In 1875 Spence was named cashier of the Commercial Bank of Los Angeles, organized by John Edward Hollenbeck and reorganized in 1880 as the Commercial State Bank, the forerunner of the First National Bank of Los Angeles, of which Spence became president in 1881. He held interest in other banks as well, and owned property in Whittier and Monrovia, California.
He was mayor of the city from December 9, 1884, to December 14, 1886, and under his mayoralty the city reorganized the Police Department and the Fire Department and placed all the personnel on salary. In his final year as mayor, the city retired its last zanja, or open fresh-water ditch.

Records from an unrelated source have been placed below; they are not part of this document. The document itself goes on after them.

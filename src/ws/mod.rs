pub mod handlers;
mod host;
mod player;

use axum::{
    extract::{
        ws::{Message, WebSocket, WebSocketUpgrade},
        Query, State,
    },
    response::IntoResponse,
};
use futures::{
    sink::SinkExt,
    stream::{SplitSink, StreamExt},
};
use serde::Deserialize;
use std::sync::Arc;

use crate::broadcast::live_prompt;
use crate::protocol::{Branding, ClientMessage, GameView, ServerMessage, PROTOCOL_VERSION};
use crate::state::AppState;
use crate::types::Role;

#[derive(Debug, Deserialize)]
pub struct WsQuery {
    pub role: Option<String>,
}

/// WebSocket upgrade handler
pub async fn ws_handler(
    ws: WebSocketUpgrade,
    Query(params): Query<WsQuery>,
    State(state): State<Arc<AppState>>,
) -> impl IntoResponse {
    tracing::info!("WebSocket connection request: role={:?}", params.role);

    ws.on_upgrade(move |socket| handle_socket(socket, params, state))
}

/// Serialize and send one message; false once the client is gone
async fn send_message(sender: &mut SplitSink<WebSocket, Message>, msg: &ServerMessage) -> bool {
    match serde_json::to_string(msg) {
        Ok(json) => sender.send(Message::Text(json.into())).await.is_ok(),
        Err(e) => {
            tracing::error!("Failed to serialize message: {}", e);
            true
        }
    }
}

/// Handle individual WebSocket connection
async fn handle_socket(socket: WebSocket, params: WsQuery, state: Arc<AppState>) {
    let (mut sender, mut receiver) = socket.split();

    // The host route is gated by the auth middleware; anything else plays
    let role = match params.role.as_deref() {
        Some("host") => Role::Host,
        _ => Role::Player,
    };

    tracing::info!("WebSocket connected with role: {:?}", role);

    // Subscribe before reading the state so no change slips in between
    let mut broadcast_rx = state.broadcast.subscribe();
    let mut host_broadcast_rx = if role == Role::Host {
        Some(state.host_broadcast.subscribe())
    } else {
        None
    };

    let game = state.get_game().await;
    let welcome = ServerMessage::Welcome {
        protocol: PROTOCOL_VERSION.to_string(),
        role,
        game: GameView::from(&game),
        question: live_prompt(&game),
        branding: Branding::from(&state.config),
        server_now: chrono::Utc::now().to_rfc3339(),
    };

    if !send_message(&mut sender, &welcome).await {
        tracing::error!("Failed to send welcome message");
        return;
    }

    let mut connection = handlers::Connection::new(role);

    // Hosts get the current standings straight away
    if role == Role::Host {
        let status = ServerMessage::HostStatus {
            players: state.player_count().await,
            question: state.question_status().await,
        };
        let board = ServerMessage::Leaderboard {
            entries: state.leaderboard(None).await,
        };
        if !send_message(&mut sender, &status).await || !send_message(&mut sender, &board).await {
            return;
        }
    }

    loop {
        tokio::select! {
            broadcast_msg = broadcast_rx.recv() => {
                match broadcast_msg {
                    Ok(msg) => {
                        if !send_message(&mut sender, &msg).await {
                            break;
                        }
                    }
                    Err(tokio::sync::broadcast::error::RecvError::Lagged(skipped)) => {
                        // Catch the client up with a fresh snapshot
                        tracing::warn!("Client lagged behind by {} messages", skipped);
                        let game = state.get_game().await;
                        let msg = crate::broadcast::game_state_message(&game);
                        if !send_message(&mut sender, &msg).await {
                            break;
                        }
                    }
                    Err(tokio::sync::broadcast::error::RecvError::Closed) => break,
                }
            }

            host_msg = async {
                match &mut host_broadcast_rx {
                    Some(rx) => rx.recv().await.ok(),
                    None => std::future::pending::<Option<ServerMessage>>().await,
                }
            } => {
                if let Some(msg) = host_msg {
                    if !send_message(&mut sender, &msg).await {
                        break;
                    }
                }
            }

            ws_msg = receiver.next() => {
                match ws_msg {
                    Some(Ok(Message::Text(text))) => {
                        tracing::debug!("Received message: {}", text);

                        let response = match serde_json::from_str::<ClientMessage>(&text) {
                            Ok(client_msg) => connection.handle(client_msg, &state).await,
                            Err(e) => {
                                tracing::warn!("Failed to parse client message: {}", e);
                                Some(ServerMessage::error(
                                    "PARSE_ERROR",
                                    format!("Invalid message format: {}", e),
                                ))
                            }
                        };

                        if let Some(response) = response {
                            if !send_message(&mut sender, &response).await {
                                tracing::error!("Failed to send response");
                                break;
                            }
                        }
                    }
                    Some(Ok(Message::Close(_))) => {
                        tracing::info!("WebSocket closed");
                        break;
                    }
                    Some(Ok(Message::Ping(data))) => {
                        if sender.send(Message::Pong(data)).await.is_err() {
                            break;
                        }
                    }
                    Some(Ok(_)) => {}
                    Some(Err(e)) => {
                        tracing::error!("WebSocket error: {}", e);
                        break;
                    }
                    None => break,
                }
            }
        }
    }

    tracing::info!(
        "WebSocket connection closed for role: {:?} (player {:?})",
        connection.role(),
        connection.player()
    );
}
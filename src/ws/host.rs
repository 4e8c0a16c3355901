//! Host-only command handlers
//!
//! Authorization is checked in the dispatch layer before calling these.
//! Successful state changes reach the host through the broadcast channels,
//! so most handlers only reply on failure.

use super::handlers::error_response;
use crate::protocol::ServerMessage;
use crate::questions;
use crate::state::AppState;
use std::sync::Arc;

pub async fn handle_start_game(state: &Arc<AppState>) -> Option<ServerMessage> {
    tracing::info!("Host starting game");
    state.start_game().await.err().map(error_response)
}

pub async fn handle_end_game(state: &Arc<AppState>) -> Option<ServerMessage> {
    tracing::info!("Host ending game");
    state.end_game().await;
    None
}

pub async fn handle_next_question(state: &Arc<AppState>) -> Option<ServerMessage> {
    tracing::info!("Host advancing question");
    state.advance_question().await.err().map(error_response)
}

pub async fn handle_finish_game(state: &Arc<AppState>) -> Option<ServerMessage> {
    tracing::info!("Host finishing game");
    state.finish_game().await.err().map(error_response)
}

pub async fn handle_clear_submissions(state: &Arc<AppState>) -> Option<ServerMessage> {
    tracing::info!("Host clearing all submissions");
    state.clear_submissions().await;
    None
}

pub async fn handle_get_leaderboard(
    state: &Arc<AppState>,
    top: Option<usize>,
) -> Option<ServerMessage> {
    Some(ServerMessage::Leaderboard {
        entries: state.leaderboard(top).await,
    })
}

pub fn handle_get_answer_key() -> Option<ServerMessage> {
    Some(ServerMessage::AnswerKey {
        questions: questions::all().to_vec(),
    })
}
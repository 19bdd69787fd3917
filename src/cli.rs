//! Interactive read-eval-print loop.
//!
//! This module handles:
//! - Reading one line at a time
//! - Turning it into an [`Intent`]
//! - Running the classifier or the conversation client
//! - Reporting results through a [`Console`]

use crate::config::{ConfigError, Settings};
use crate::file_category::{Category, ExtensionTable};
use crate::file_organizer;
use crate::intent::{Intent, parse_intent};
use crate::llm_client::LlmClient;
use crate::output::{Console, OutputFormatter};
use std::io::{self, BufRead};
use std::path::PathBuf;
use thiserror::Error;
use tracing::info;

/// Fatal errors of the interactive session.
#[derive(Debug, Error)]
pub enum CliError {
    #[error(transparent)]
    Config(#[from] ConfigError),
    #[error("Failed to read input: {0}")]
    Io(#[from] io::Error),
}

/// Whether the loop keeps going after a line.
#[derive(Debug, Clone, Copy, PartialEq, Eq)]
pub enum Flow {
    Continue,
    Exit,
}

/// One interactive session over a base folder.
pub struct Session<C: Console> {
    client: LlmClient,
    base_folder: PathBuf,
    table: ExtensionTable,
    console: C,
}

impl<C: Console> Session<C> {
    pub fn new(client: LlmClient, base_folder: impl Into<PathBuf>, console: C) -> Self {
        Self {
            client,
            base_folder: base_folder.into(),
            table: ExtensionTable::default(),
            console,
        }
    }

    /// Uses `table` instead of the default extension table.
    pub fn with_table(mut self, table: ExtensionTable) -> Self {
        self.table = table;
        self
    }

    pub fn console(&self) -> &C {
        &self.console
    }

    pub fn client(&self) -> &LlmClient {
        &self.client
    }

    /// Reads lines from `input` until an exit keyword or end of input.
    ///
    /// Bytes that are not valid UTF-8 are replaced rather than ending the
    /// session.
    pub fn run<R: BufRead>(&mut self, mut input: R) -> io::Result<()> {
        self.console
            .info(&format!("Base folder aktif: {}", self.base_folder.display()));
        self.console.info("Ketik 'q' untuk keluar.\n");

        let mut buf = Vec::new();
        loop {
            self.console.prompt();
            buf.clear();
            if input.read_until(b'\n', &mut buf)? == 0 {
                info!("input closed");
                return Ok(());
            }
            let line = String::from_utf8_lossy(&buf);
            let line = line.trim_end_matches(['\n', '\r']);
            if self.handle_line(line) == Flow::Exit {
                return Ok(());
            }
        }
    }

    /// Handles a single input line.
    pub fn handle_line(&mut self, line: &str) -> Flow {
        self.execute(parse_intent(line))
    }

    pub fn execute(&mut self, intent: Intent) -> Flow {
        match intent {
            Intent::Empty => {}
            Intent::Exit => {
                self.console.reply("Agent: Sampai jumpa!");
                return Flow::Exit;
            }
            Intent::SortFolder => self.sort_folder(),
            Intent::SummarizePdf { file_name } => self.summarize_pdf(&file_name),
            Intent::Chat(text) => self.chat(&text),
        }
        Flow::Continue
    }

    fn sort_folder(&mut self) {
        self.console.thinking("Menjalankan perintah sortir...");

        let result = match file_organizer::classify(&self.base_folder, &self.table) {
            Ok(result) => result,
            Err(e) => {
                self.console.tool(&format!("Gagal sortir: {}", e));
                return;
            }
        };

        self.console.classification(&result);
        for failure in &result.failures {
            self.console.warning(&format!(
                "{} tidak dipindahkan: {}",
                failure.path.display(),
                failure.reason
            ));
        }

        let answer = self.console.wait("Menyusun penjelasan...", || {
            self.client.explain_classification(&result)
        });
        self.console.reply(&answer);
    }

    fn summarize_pdf(&mut self, file_name: &str) {
        let pdf_path = self
            .base_folder
            .join(Category::Pdf.dir_name())
            .join(file_name);

        if !pdf_path.exists() {
            self.console.tool(&format!(
                "File PDF tidak ditemukan: {}",
                pdf_path.display()
            ));
            return;
        }

        self.console.thinking("Membaca dan merangkum PDF...");
        let summary = self
            .console
            .wait("Merangkum...", || self.client.summarize_pdf(&pdf_path));

        match summary {
            Ok(summary) => {
                self.console.tool("Ringkasan PDF selesai dibuat:\n");
                self.console.reply(&summary);
            }
            Err(e) => self.console.tool(&format!("Gagal membaca PDF: {}", e)),
        }
    }

    fn chat(&mut self, text: &str) {
        self.console.thinking("Memproses...");
        let answer = self.console.wait("Memproses...", || self.client.ask(text));
        self.console.reply(&format!("Agent: {}", answer));
    }
}

/// Builds a session from `settings` and runs it on standard input.
///
/// # Errors
///
/// Returns `CliError::Config` when the API key is missing, before any
/// request is made.
pub fn run_cli(settings: &Settings) -> Result<(), CliError> {
    let mut client = LlmClient::new(settings)?;
    client.set_system_prompt(settings.system_prompt.clone());

    let mut session = Session::new(client, settings.base_folder.clone(), OutputFormatter::new());
    session.run(io::stdin().lock())?;
    Ok(())
}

University of Southern California
Spence was one of the founders of the University of Southern California, which was then called Methodist College, and he was on its board of directors. He promised to donate some of his property, "including the lot at the corner of Pearl and Sixth streets (on which the Gates Hotel now stands)" to USC so that it might be sold and the proceeds used to place a telescope on the summit of Mount Wilson. University President Marion M. Bovard ordered a lens from the Cambridge manufactory Alvan Clark & Sons, but Spence died before the deal could be completed, so Bovard had to sell the glass to the University of Chicago. Another source said that Spence had agreed to give the cash sum of $50,000 to fund the telescope project, but it was later reported that the gift was indeed in the form of land that eventually lost its value and the USC contract with "a French firm for a forty-inch telescope, the largest in the world," had to be canceled.
References and notes
Access to the Los Angeles Times links may require the use of a library card.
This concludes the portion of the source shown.